(Stored data entries)
********
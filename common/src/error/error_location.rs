use serde::Serialize;
use std::fmt::{Display, Formatter, Result as FormatResult};
use std::panic::Location as PanicLocation;

/// Source position where an error was raised.
///
/// Captured with `#[track_caller]` so the reported site is the caller of the
/// failing operation rather than the error constructor.
#[derive(Debug, Clone, Copy, PartialEq, Eq, Serialize)]
pub struct ErrorLocation {
    pub file: &'static str,
    pub line: u32,
    pub column: u32,
}

impl ErrorLocation {
    pub const fn from(location: &'static PanicLocation<'static>) -> Self {
        Self {
            file: location.file(),
            line: location.line(),
            column: location.column(),
        }
    }

    /// Location of whoever called the enclosing `#[track_caller]` function.
    #[track_caller]
    pub fn caller() -> Self {
        Self::from(PanicLocation::caller())
    }
}

impl Display for ErrorLocation {
    fn fmt(&self, formatter: &mut Formatter<'_>) -> FormatResult {
        write!(formatter, "[{}:{}:{}]", self.file, self.line, self.column)
    }
}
********
PROBLEM TO SOLVE: Repeat all of the entries exactly.

EXERCISE RESPONSE:
filename common/src/error/error_location.rs
use serde::Serialize;
use std::fmt::{Display, Formatter, Result as FormatResult};
use std::panic::Location as PanicLocation;

/// Source position where an error was raised.
///
/// Captured with `#[track_caller]` so the reported site is the caller of the
/// failing operation rather than the error constructor.
#[derive(Debug, Clone, Copy, PartialEq, Eq, Serialize)]
pub struct ErrorLocation {
    pub file: &'static str,
    pub line: u32,
    pub column: u32,
}

impl ErrorLocation {
    pub const fn from(location: &'static PanicLocation<'static>) -> Self {
        Self {
            file: location.file(),
            line: location.line(),
            column: location.column(),
        }
    }

    /// Location of whoever called the enclosing `#[track_caller]` function.
    #[track_caller]
    pub fn caller() -> Self {
        Self::from(PanicLocation::caller())
    }
}

impl Display for ErrorLocation {
    fn fmt(&self, formatter: &mut Formatter<'_>) -> FormatResult {
        write!(formatter, "[{}:{}:{}]", self.file, self.line, self.column)
    }
}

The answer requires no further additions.